To her point a month-to-month readout of deal activity suggests a sine curve. A strong January (79 deals) yielded to an even-stronger February, which topped out the first quarter — as well as the first half — with 87 transactions. But after a decline in March to 68 transactions, followed by the low-point of 40 in April, deal-making rebounded in May, with 52, and in June, with 69.
“There’s never just one single thread that can adequately capture the entire M&A market,” says Ryan Maierson, a corporate partner at Latham & Watkins in Houston. “The second quarter was largely a continuation of the trends we saw in the first quarter of the year.”
Having no single reason doesn’t mean there weren’t any; and over the past couple of years, several of them have proved both durable and obvious: interest rate changes, cash flow changes and what Mike Blankenship calls the “wobbly equity market.”
“Deals are taking longer to complete given the increase in interest rates and financing sources,” says Blankenship, Houston managing partner at Winston & Strawn.
That wobbliness reached a low point in April, as noted, with 40 deals worth $10 billion. That marked the lowest month of M&A activity since the 28 deals reported for March 2020, the beginning of the pandemic shutdown.
Why? In mid-April the Federal Reserve approved the UBS emergency buyout of Credit Suisse — fresh on the heels of the high-profile failure of Silicon Valley Bank just a month before — events that marked a throttling of credit markets already stung by inflation. The result: a downturn in technology acquisitions and the acceleration of an already emerging trend toward more complicated, slower moving and more risk-averse transactions.
“Private equity buyers are employing seemingly more complicated financing structures, including more earn-outs, seller notes, lower debt to equity ratios and all cash financing, while traditional leveraged buyouts have been less frequent,” notes Garrett Johnston, a Houston corporate partner at O’Melveny. “Sale processes have been few and far between and less competitive this year, although private equity buyers continue to look for add-on opportunities, particularly those that can be financed with all cash.”
Latham’s Maierson describes the action as mixed at nearly every level: “Public company acquirers continue to be quite active, although targets willing to sell have largely been on the smaller side. Megadeals and private equity-led take-privates have seen challenges as a result of choppy and sometime prohibitively expensive financing; but we are seeing large-scale deals in energy and in regulated industries like telecom as well.
Michael Piazza, a partner at Gibson Dunn, agrees that transactions have become more complicated, even in the traditional energy sector, and especially in the middle-market.

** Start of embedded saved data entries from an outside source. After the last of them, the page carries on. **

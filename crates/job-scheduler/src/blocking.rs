//! "Is this waiting task blocked by that task" rules.
//!
//! Each rule is keyed by the pair (kind of the waiting task, kind of the other
//! task) and may be replaced or removed. Explicit prerequisite links created by
//! dependency expansion always block, whatever the rules say.

use std::collections::HashMap;
use std::fmt;
use std::sync::Arc;

use job_core::{TaskKind, TaskNode};

/// Predicate `(waiting, other) -> blocked`.
pub type BlockPredicate = Arc<dyn Fn(&TaskNode, &TaskNode) -> bool + Send + Sync>;

/// Per-kind-pair blocking predicates.
#[derive(Clone)]
pub struct BlockingRules {
    rules: HashMap<(TaskKind, TaskKind), BlockPredicate>,
}

fn same<T: PartialEq>(a: Option<T>, b: Option<T>) -> bool {
    matches!((a, b), (Some(a), Some(b)) if a == b)
}

impl BlockingRules {
    /// No rules at all; only explicit prerequisite links block.
    pub fn empty() -> Self {
        Self {
            rules: HashMap::new(),
        }
    }

    /// Add or replace the rule for `(waiting, other)`.
    pub fn with_rule<F>(mut self, waiting: TaskKind, other: TaskKind, predicate: F) -> Self
    where
        F: Fn(&TaskNode, &TaskNode) -> bool + Send + Sync + 'static,
    {
        self.rules.insert((waiting, other), Arc::new(predicate));
        self
    }

    pub fn without_rule(mut self, waiting: TaskKind, other: TaskKind) -> Self {
        self.rules.remove(&(waiting, other));
        self
    }

    pub fn has_rule(&self, waiting: TaskKind, other: TaskKind) -> bool {
        self.rules.contains_key(&(waiting, other))
    }

    /// Whether `task` must wait for `other`.
    pub fn is_blocked_by(&self, task: &TaskNode, other: &TaskNode) -> bool {
        if task.id == other.id {
            return false;
        }
        if task.prerequisite_ids.contains(&other.id) {
            return true;
        }
        self.rules
            .get(&(task.kind, other.kind))
            .is_some_and(|predicate| predicate(task, other))
    }
}

impl Default for BlockingRules {
    fn default() -> Self {
        use TaskKind::*;

        let mut rules = Self::empty()
            .with_rule(PlaybookRun, ProjectSync, |t, o| {
                same(t.spec.project_id, o.spec.project_id)
            })
            .with_rule(PlaybookRun, InventorySync, |t, o| {
                same(t.spec.inventory_id, o.spec.inventory_id)
            })
            .with_rule(PlaybookRun, PlaybookRun, |t, o| {
                !t.spec.allow_simultaneous && same(t.spec.template_id, o.spec.template_id)
            })
            .with_rule(ProjectSync, ProjectSync, |t, o| {
                same(t.spec.project_id, o.spec.project_id)
            })
            .with_rule(InventorySync, InventorySync, |t, o| {
                same(t.spec.inventory_source_id, o.spec.inventory_source_id)
            })
            .with_rule(AdHoc, InventorySync, |t, o| {
                same(t.spec.inventory_id, o.spec.inventory_id)
            });

        // System jobs are exclusive both ways.
        for kind in TaskKind::ALL {
            rules = rules
                .with_rule(kind, SystemJob, |_, _| true)
                .with_rule(SystemJob, kind, |_, _| true);
        }
        rules
    }
}

impl fmt::Debug for BlockingRules {
    fn fmt(&self, f: &mut fmt::Formatter<'_>) -> fmt::Result {
        let mut pairs: Vec<_> = self.rules.keys().collect();
        pairs.sort();
        f.debug_struct("BlockingRules").field("pairs", &pairs).finish()
    }
}

#[cfg(test)]
mod tests {
    use super::*;
    use chrono::Utc;
    use job_core::{NewTask, TaskSpec};

    fn node(id: i64, kind: TaskKind, spec: TaskSpec) -> TaskNode {
        NewTask::new(kind, format!("task-{}", id))
            .with_spec(spec)
            .into_node(id, Utc::now())
    }

    #[test]
    fn test_playbook_blocked_by_sync_of_same_project() {
        let rules = BlockingRules::default();
        let run = node(2, TaskKind::PlaybookRun, TaskSpec { project_id: Some(7), ..Default::default() });
        let sync = node(1, TaskKind::ProjectSync, TaskSpec { project_id: Some(7), ..Default::default() });
        let other = node(3, TaskKind::ProjectSync, TaskSpec { project_id: Some(8), ..Default::default() });

        assert!(rules.is_blocked_by(&run, &sync));
        assert!(!rules.is_blocked_by(&run, &other));
        assert!(!rules.is_blocked_by(&sync, &run));
    }

    #[test]
    fn test_same_template_unless_simultaneous() {
        let rules = BlockingRules::default();
        let spec = TaskSpec { template_id: Some(4), ..Default::default() };
        let first = node(1, TaskKind::PlaybookRun, spec.clone());
        let second = node(2, TaskKind::PlaybookRun, spec.clone());
        assert!(rules.is_blocked_by(&second, &first));

        let concurrent = node(
            3,
            TaskKind::PlaybookRun,
            TaskSpec { allow_simultaneous: true, ..spec },
        );
        assert!(!rules.is_blocked_by(&concurrent, &first));
    }

    #[test]
    fn test_unset_targets_never_match() {
        let rules = BlockingRules::default();
        let a = node(1, TaskKind::PlaybookRun, TaskSpec::default());
        let b = node(2, TaskKind::PlaybookRun, TaskSpec::default());
        assert!(!rules.is_blocked_by(&b, &a));
    }

    #[test]
    fn test_system_jobs_are_exclusive() {
        let rules = BlockingRules::default();
        let system = node(1, TaskKind::SystemJob, TaskSpec::default());
        let adhoc = node(2, TaskKind::AdHoc, TaskSpec::default());
        assert!(rules.is_blocked_by(&adhoc, &system));
        assert!(rules.is_blocked_by(&system, &adhoc));
    }

    #[test]
    fn test_never_blocked_by_itself() {
        let rules = BlockingRules::default();
        let mut system = node(1, TaskKind::SystemJob, TaskSpec::default());
        system.prerequisite_ids.push(1);
        assert!(!rules.is_blocked_by(&system, &system.clone()));
    }

    #[test]
    fn test_prerequisite_links_block_without_rules() {
        let rules = BlockingRules::empty();
        let sync = node(1, TaskKind::InventorySync, TaskSpec::default());
        let mut run = node(2, TaskKind::PlaybookRun, TaskSpec::default());
        assert!(!rules.is_blocked_by(&run, &sync));

        run.prerequisite_ids.push(1);
        assert!(rules.is_blocked_by(&run, &sync));
    }

    #[test]
    fn test_rules_are_replaceable() {
        let rules = BlockingRules::default()
            .without_rule(TaskKind::AdHoc, TaskKind::SystemJob)
            .with_rule(TaskKind::AdHoc, TaskKind::AdHoc, |_, _| true);
        let system = node(1, TaskKind::SystemJob, TaskSpec::default());
        let first = node(2, TaskKind::AdHoc, TaskSpec::default());
        let second = node(3, TaskKind::AdHoc, TaskSpec::default());

        assert!(!rules.is_blocked_by(&first, &system));
        assert!(rules.is_blocked_by(&second, &first));
        assert!(!rules.has_rule(TaskKind::AdHoc, TaskKind::SystemJob));
    }
}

The CDT data supports that impression.
Of the 395 reported transactions, more than half (216) came with values undisclosed. Of the 179 with disclosed values, deals above $1 billion (44) or below $100 million (58) outnumbered the 77 deals with values that fell between.

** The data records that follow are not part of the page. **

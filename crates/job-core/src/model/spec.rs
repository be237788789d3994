//! Launch parameters carried by a task.

use std::collections::BTreeMap;

use serde::{Deserialize, Serialize};

use super::target::TargetRef;
use super::task::TaskKind;

/// Sentinel value for a secret that must be supplied at launch time.
pub const ASK: &str = "ASK";

/// Kind-specific launch parameters.
///
/// Only the fields relevant to the task's kind are read by the launcher.
#[derive(Debug, Clone, Default, PartialEq, Serialize, Deserialize)]
#[serde(default)]
pub struct TaskSpec {
    pub template_id: Option<i64>,
    pub project_id: Option<i64>,
    pub inventory_id: Option<i64>,
    pub inventory_source_id: Option<i64>,

    /// Playbook path relative to the project directory.
    pub playbook: Option<String>,
    /// Local checkout of the project.
    pub project_path: Option<String>,
    /// Inventory file or script handed to the runner.
    pub inventory_path: Option<String>,

    pub module_name: Option<String>,
    pub module_args: Option<String>,
    pub limit: Option<String>,
    pub job_tags: Option<String>,
    pub extra_vars: Option<serde_json::Value>,
    pub verbosity: u8,
    pub forks: u32,
    pub become_enabled: bool,

    pub scm_type: Option<String>,
    pub scm_url: Option<String>,
    pub scm_branch: Option<String>,
    pub scm_clean: bool,

    /// Inventory source type (e.g. `ec2`, `file`).
    pub source: Option<String>,
    pub source_path: Option<String>,
    pub overwrite: bool,

    /// Maintenance command run by a system job.
    pub system_command: Option<String>,
    pub retention_days: Option<u32>,

    pub credential: Option<Credential>,

    /// Entities that may force a prerequisite sync before this task runs.
    pub dependencies: Vec<Dependency>,

    /// Allow concurrent runs of the same template.
    pub allow_simultaneous: bool,
}

/// A reference that may force a prerequisite task.
#[derive(Debug, Clone, PartialEq, Serialize, Deserialize)]
pub struct Dependency {
    /// Kind of prerequisite to create (a sync kind).
    pub kind: TaskKind,
    /// Id of the project or inventory source to refresh.
    pub target_id: i64,
    #[serde(default)]
    pub task_impact: u32,
    /// Launch parameters for the prerequisite.
    #[serde(default)]
    pub spec: TaskSpec,
    /// A sync newer than this is reused instead of creating a prerequisite.
    #[serde(default)]
    pub cache_timeout_secs: u64,
}

impl Dependency {
    pub fn new(kind: TaskKind, target_id: i64) -> Self {
        Self {
            kind,
            target_id,
            task_impact: 0,
            spec: TaskSpec::default(),
            cache_timeout_secs: 0,
        }
    }

    pub fn target(&self) -> TargetRef {
        match self.kind {
            TaskKind::InventorySync => TargetRef::InventorySource(self.target_id),
            TaskKind::ProjectSync => TargetRef::Project(self.target_id),
            _ => TargetRef::Template(self.target_id),
        }
    }

    /// Launch parameters of the prerequisite, pointing at the target.
    pub fn prerequisite_spec(&self) -> TaskSpec {
        let mut spec = self.spec.clone();
        match self.kind {
            TaskKind::ProjectSync => spec.project_id = Some(self.target_id),
            TaskKind::InventorySync => spec.inventory_source_id = Some(self.target_id),
            _ => spec.template_id = Some(self.target_id),
        }
        spec
    }
}

/// Credential fields used to answer prompts and build the environment.
///
/// Any secret may hold [`ASK`], meaning it must be supplied at launch time.
#[derive(Clone, Default, PartialEq, Serialize, Deserialize)]
#[serde(default)]
pub struct Credential {
    pub username: Option<String>,
    pub password: Option<String>,
    pub ssh_key_data: Option<String>,
    pub ssh_key_unlock: Option<String>,
    pub become_method: Option<String>,
    pub become_username: Option<String>,
    pub become_password: Option<String>,
    pub vault_password: Option<String>,
    /// Cloud provider variables exported to the child environment.
    pub cloud_env: BTreeMap<String, String>,
}

impl Credential {
    /// Names of the secret fields deferred to launch time.
    pub fn deferred_fields(&self) -> Vec<&'static str> {
        [
            ("password", &self.password),
            ("ssh_key_unlock", &self.ssh_key_unlock),
            ("become_password", &self.become_password),
            ("vault_password", &self.vault_password),
        ]
        .into_iter()
        .filter(|(_, value)| value.as_deref() == Some(ASK))
        .map(|(name, _)| name)
        .collect()
    }
}

impl std::fmt::Debug for Credential {
    fn fmt(&self, f: &mut std::fmt::Formatter<'_>) -> std::fmt::Result {
        fn mask(value: &Option<String>) -> Option<&'static str> {
            value.as_ref().map(|_| "********")
        }

        f.debug_struct("Credential")
            .field("username", &self.username)
            .field("password", &mask(&self.password))
            .field("ssh_key_data", &mask(&self.ssh_key_data))
            .field("ssh_key_unlock", &mask(&self.ssh_key_unlock))
            .field("become_method", &self.become_method)
            .field("become_username", &self.become_username)
            .field("become_password", &mask(&self.become_password))
            .field("vault_password", &mask(&self.vault_password))
            .field("cloud_env", &self.cloud_env.keys().collect::<Vec<_>>())
            .finish()
    }
}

“I would note, however, that when deals ‘have legs,’ buyers have had less difficulty with financing than people might expect. Many of these buyers have gotten very creative in terms of structuring that financing, including by bringing in asset-level partners,” Piazza says.
Part of that complexity, says Gibson partner Hillary Holmes, is an increasingly creative integration of capital markets into overall M&A deals.
“I know this is an M&A piece,” says Holmes, “but it is worth noting that these transactions are driving some creative capital markets and other financing activity in the energy space — while capital markets in the broader US market is sleepy. The deals we have been preparing for should only accelerate assuming continued decent and stable news on the inflationary, recession and VIX (volatility index) fronts.”
“Bottom line,” says Holmes. “This is one of the periods in which creative and driven dealmakers can find real value creation.”
Locke Lord’s Simmons shares that optimism. She believes that the current deal market is as much a source of light as it is a source for blame; at the end of the day (or the quarter, or the year) deals-in-process, however slowly they might move, are still deals.
“Frankly, if all of the deals that we’ve seen in the pipeline moved forward all at once, it would be very busy—they just aren’t moving or aren’t moving quickly.”
Note: This article includes a correction in the valuation of H1 2023 Texas-related M&A due to a data entry typo.